# Exercise description
Write the entries out in full, matching them exactly.

(Items from a data source)
[Start of Attachment]

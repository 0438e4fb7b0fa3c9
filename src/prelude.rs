//! Convenient imports for common functionality.
//!
//! Re-exports the types most embedders touch on every call, plus the client
//! traits needed to plug in a transport.

pub use crate::client::{BoundParam, ClientConn, ConnStatus, Driver, ExecStatus, QueryResult};
pub use crate::connection::Connection;
pub use crate::env::Environment;
pub use crate::error::{Error, ErrorCode};
pub use crate::result_set::ResultSet;
pub use crate::statement::{Statement, StatementHandle};
pub use crate::types::{
    ColumnInfo, Direction, IsolationLevel, Oid, ParamInfo, ParamSpec, SqlType, Value,
};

[End of Attachment]

# Completed task
repository 0438e4fb7b0fa3c9
filename src/prelude.rs
//! Convenient imports for common functionality.
//!
//! Re-exports the types most embedders touch on every call, plus the client
//! traits needed to plug in a transport.

pub use crate::client::{BoundParam, ClientConn, ConnStatus, Driver, ExecStatus, QueryResult};
pub use crate::connection::Connection;
pub use crate::env::Environment;
pub use crate::error::{Error, ErrorCode};
pub use crate::result_set::ResultSet;
pub use crate::statement::{Statement, StatementHandle};
pub use crate::types::{
    ColumnInfo, Direction, IsolationLevel, Oid, ParamInfo, ParamSpec, SqlType, Value,
};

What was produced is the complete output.